[Start of Attachment]

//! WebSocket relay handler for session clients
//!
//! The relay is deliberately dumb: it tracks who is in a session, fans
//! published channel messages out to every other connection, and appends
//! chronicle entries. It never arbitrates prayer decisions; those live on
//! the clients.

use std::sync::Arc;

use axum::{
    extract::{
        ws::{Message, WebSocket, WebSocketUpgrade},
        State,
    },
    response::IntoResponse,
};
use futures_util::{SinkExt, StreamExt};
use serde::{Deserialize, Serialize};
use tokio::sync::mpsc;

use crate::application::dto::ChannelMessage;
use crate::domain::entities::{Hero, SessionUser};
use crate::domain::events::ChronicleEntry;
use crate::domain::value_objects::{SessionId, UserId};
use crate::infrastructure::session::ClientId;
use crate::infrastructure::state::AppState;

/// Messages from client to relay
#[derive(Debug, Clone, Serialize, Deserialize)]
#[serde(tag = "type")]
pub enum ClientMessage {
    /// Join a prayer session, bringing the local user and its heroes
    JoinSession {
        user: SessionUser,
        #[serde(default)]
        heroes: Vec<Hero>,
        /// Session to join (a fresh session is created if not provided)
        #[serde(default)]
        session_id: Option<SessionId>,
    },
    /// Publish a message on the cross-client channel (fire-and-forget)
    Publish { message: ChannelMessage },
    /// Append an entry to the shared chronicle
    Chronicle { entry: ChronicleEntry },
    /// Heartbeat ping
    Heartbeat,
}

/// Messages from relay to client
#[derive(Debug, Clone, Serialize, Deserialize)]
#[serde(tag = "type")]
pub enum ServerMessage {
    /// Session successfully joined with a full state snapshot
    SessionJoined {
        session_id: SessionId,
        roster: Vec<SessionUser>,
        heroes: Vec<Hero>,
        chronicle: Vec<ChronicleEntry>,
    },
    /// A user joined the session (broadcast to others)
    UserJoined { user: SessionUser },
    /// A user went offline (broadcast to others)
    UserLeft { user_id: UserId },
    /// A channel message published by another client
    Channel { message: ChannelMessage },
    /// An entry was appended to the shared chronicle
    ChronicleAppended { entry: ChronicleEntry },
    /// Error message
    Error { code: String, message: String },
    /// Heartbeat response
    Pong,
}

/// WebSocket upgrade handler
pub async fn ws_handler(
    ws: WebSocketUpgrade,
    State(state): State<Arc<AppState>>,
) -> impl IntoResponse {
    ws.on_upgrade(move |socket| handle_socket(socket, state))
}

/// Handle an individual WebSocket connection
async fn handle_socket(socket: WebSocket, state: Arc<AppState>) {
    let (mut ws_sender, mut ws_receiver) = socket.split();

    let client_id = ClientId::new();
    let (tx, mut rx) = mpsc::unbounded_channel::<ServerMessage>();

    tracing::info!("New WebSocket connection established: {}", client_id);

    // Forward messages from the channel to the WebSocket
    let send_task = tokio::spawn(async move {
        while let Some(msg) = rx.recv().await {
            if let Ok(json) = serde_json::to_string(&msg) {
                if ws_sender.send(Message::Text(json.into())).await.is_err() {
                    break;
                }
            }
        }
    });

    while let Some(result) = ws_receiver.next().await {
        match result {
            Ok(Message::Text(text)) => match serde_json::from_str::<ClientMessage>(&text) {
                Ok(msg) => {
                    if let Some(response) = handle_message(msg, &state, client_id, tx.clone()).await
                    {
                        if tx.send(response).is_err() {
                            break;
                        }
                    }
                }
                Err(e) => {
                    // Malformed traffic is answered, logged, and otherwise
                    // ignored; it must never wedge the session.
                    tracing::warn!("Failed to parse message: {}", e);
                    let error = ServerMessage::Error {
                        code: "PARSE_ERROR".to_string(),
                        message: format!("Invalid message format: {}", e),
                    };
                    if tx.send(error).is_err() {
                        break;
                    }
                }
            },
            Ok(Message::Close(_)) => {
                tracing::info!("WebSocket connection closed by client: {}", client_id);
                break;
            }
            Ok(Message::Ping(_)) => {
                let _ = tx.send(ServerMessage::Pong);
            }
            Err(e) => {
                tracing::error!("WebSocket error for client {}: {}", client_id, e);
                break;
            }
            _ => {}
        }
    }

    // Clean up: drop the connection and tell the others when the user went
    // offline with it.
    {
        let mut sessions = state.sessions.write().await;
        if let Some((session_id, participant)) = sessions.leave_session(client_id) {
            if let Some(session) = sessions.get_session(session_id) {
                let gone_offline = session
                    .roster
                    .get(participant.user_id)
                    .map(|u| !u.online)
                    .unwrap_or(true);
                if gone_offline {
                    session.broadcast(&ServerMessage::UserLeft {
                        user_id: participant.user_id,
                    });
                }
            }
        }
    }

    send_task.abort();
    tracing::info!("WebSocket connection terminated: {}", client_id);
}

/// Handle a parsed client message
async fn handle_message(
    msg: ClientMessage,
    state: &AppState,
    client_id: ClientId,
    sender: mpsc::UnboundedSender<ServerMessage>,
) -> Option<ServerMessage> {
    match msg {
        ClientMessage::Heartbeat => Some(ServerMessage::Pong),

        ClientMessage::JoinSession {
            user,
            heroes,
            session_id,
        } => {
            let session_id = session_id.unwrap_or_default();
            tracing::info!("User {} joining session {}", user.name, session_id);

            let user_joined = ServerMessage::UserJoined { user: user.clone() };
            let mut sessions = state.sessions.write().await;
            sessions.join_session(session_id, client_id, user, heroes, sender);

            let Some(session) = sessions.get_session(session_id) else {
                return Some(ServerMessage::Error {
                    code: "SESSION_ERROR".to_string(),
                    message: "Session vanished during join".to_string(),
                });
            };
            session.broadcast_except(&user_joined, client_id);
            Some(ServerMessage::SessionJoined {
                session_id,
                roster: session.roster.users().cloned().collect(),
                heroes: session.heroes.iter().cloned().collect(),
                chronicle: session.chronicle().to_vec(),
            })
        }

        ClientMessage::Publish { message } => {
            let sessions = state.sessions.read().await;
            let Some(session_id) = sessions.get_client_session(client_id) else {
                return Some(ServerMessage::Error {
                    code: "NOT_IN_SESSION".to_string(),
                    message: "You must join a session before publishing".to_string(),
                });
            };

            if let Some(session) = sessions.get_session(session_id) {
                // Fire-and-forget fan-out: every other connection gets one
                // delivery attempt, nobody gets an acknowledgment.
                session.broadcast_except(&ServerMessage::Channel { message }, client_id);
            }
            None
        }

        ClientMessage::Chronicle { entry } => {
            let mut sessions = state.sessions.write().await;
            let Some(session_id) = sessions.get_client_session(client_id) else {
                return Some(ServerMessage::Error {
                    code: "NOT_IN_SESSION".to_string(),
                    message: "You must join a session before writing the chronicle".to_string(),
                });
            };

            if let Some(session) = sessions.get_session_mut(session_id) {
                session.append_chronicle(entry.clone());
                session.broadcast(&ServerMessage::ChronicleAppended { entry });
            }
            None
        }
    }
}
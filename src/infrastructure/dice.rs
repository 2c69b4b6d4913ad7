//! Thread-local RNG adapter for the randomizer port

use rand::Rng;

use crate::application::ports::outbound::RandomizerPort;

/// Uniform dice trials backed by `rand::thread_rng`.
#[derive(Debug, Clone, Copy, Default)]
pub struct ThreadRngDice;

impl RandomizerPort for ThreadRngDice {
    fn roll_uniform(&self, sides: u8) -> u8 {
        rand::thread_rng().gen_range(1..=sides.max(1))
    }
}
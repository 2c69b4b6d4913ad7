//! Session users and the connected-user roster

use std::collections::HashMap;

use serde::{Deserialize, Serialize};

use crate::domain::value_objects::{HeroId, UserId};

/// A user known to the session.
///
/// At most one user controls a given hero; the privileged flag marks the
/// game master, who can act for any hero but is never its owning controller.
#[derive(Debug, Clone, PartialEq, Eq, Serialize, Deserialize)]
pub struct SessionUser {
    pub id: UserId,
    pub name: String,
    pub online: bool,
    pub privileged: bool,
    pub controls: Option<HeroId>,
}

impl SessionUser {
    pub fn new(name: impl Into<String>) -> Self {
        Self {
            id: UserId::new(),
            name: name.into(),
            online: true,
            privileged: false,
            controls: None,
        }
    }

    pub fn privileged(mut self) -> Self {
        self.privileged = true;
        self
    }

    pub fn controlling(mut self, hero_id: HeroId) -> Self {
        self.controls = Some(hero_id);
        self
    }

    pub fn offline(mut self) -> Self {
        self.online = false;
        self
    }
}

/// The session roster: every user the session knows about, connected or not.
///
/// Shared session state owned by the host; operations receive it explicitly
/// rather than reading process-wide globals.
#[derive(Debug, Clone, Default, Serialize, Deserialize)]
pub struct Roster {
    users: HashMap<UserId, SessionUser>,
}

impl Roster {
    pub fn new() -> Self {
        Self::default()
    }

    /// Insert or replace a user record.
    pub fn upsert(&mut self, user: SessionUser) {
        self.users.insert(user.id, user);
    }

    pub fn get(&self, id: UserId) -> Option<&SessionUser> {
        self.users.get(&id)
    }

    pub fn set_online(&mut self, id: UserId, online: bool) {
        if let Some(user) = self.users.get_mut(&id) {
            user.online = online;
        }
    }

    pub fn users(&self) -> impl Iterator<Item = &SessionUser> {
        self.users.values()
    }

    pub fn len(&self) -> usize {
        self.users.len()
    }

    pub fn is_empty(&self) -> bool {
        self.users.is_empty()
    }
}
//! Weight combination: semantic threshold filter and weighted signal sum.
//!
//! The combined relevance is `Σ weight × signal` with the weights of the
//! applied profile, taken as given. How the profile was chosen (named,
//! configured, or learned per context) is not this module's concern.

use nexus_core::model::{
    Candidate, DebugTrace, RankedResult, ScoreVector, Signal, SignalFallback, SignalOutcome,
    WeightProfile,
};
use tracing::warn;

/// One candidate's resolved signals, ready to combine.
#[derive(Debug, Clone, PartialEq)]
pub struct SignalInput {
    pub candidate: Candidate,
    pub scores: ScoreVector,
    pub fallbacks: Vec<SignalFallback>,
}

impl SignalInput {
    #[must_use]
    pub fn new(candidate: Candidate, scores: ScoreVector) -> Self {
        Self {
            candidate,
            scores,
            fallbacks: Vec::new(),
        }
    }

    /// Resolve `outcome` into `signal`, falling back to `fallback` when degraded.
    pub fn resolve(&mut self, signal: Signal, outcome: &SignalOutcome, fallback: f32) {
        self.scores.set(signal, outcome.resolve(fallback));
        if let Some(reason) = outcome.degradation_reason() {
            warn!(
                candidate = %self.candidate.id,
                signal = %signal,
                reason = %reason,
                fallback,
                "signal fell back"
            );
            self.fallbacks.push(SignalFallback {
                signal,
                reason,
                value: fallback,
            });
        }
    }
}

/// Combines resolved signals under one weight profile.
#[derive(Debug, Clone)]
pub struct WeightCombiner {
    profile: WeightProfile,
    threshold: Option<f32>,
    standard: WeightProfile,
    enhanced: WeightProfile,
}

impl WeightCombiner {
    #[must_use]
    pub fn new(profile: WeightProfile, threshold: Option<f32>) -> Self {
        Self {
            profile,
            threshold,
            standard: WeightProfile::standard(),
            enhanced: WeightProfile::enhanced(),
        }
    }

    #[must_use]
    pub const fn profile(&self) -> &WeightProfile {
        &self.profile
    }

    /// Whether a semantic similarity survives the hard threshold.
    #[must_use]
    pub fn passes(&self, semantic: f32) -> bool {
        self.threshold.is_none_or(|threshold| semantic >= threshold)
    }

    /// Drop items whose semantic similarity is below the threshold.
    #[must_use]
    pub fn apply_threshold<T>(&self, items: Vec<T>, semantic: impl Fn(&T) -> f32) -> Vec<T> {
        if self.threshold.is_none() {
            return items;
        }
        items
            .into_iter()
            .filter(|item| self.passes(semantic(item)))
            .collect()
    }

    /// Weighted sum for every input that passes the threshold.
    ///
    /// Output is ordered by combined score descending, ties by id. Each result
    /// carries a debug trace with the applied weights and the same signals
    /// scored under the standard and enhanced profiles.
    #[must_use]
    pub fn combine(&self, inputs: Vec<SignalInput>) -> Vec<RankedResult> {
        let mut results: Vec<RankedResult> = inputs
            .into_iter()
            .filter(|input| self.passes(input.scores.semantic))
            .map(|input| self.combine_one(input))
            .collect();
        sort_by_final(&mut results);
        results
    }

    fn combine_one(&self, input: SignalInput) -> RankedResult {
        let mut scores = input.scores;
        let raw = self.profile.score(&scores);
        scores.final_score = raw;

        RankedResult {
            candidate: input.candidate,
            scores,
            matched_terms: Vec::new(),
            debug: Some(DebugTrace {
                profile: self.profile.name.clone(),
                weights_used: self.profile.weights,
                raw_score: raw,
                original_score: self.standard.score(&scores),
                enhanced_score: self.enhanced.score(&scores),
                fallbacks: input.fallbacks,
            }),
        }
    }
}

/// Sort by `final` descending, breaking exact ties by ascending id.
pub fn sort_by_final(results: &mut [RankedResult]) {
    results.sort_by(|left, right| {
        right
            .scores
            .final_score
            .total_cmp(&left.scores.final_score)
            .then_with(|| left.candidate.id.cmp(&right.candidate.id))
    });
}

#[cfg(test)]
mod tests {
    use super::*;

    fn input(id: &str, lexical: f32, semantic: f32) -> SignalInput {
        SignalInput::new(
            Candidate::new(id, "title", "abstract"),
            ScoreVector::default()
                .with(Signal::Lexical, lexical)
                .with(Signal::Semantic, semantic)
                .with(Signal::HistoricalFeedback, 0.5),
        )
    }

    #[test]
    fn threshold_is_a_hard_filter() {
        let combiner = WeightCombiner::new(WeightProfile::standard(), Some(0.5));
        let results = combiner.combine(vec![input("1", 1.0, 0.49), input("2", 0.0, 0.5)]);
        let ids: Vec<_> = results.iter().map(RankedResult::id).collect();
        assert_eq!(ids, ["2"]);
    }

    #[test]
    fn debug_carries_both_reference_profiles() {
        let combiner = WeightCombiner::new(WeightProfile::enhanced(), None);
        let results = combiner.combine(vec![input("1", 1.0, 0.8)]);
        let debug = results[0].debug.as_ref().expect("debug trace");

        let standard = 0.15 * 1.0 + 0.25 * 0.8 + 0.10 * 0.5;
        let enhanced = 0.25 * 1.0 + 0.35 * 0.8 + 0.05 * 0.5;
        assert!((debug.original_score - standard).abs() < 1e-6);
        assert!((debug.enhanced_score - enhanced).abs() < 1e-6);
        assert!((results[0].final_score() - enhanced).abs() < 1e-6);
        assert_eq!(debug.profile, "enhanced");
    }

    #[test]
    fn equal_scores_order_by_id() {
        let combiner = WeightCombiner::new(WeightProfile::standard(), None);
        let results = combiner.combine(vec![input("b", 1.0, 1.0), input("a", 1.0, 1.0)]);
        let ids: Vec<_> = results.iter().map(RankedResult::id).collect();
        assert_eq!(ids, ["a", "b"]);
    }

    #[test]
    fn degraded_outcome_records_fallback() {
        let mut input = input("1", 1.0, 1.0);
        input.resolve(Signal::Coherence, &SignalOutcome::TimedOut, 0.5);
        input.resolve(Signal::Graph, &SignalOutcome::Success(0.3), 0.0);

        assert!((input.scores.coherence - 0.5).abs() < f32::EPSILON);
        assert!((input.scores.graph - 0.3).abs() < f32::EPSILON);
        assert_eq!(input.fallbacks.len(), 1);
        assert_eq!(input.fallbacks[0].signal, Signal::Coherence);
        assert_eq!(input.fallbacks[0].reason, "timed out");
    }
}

[End of Attachment]

→ TASK DIRECTIONS
Of all the entries above, how many lines contain "ChannelMessage"? Give the number alone.

→ RESPONSE TO THIS EXERCISE
3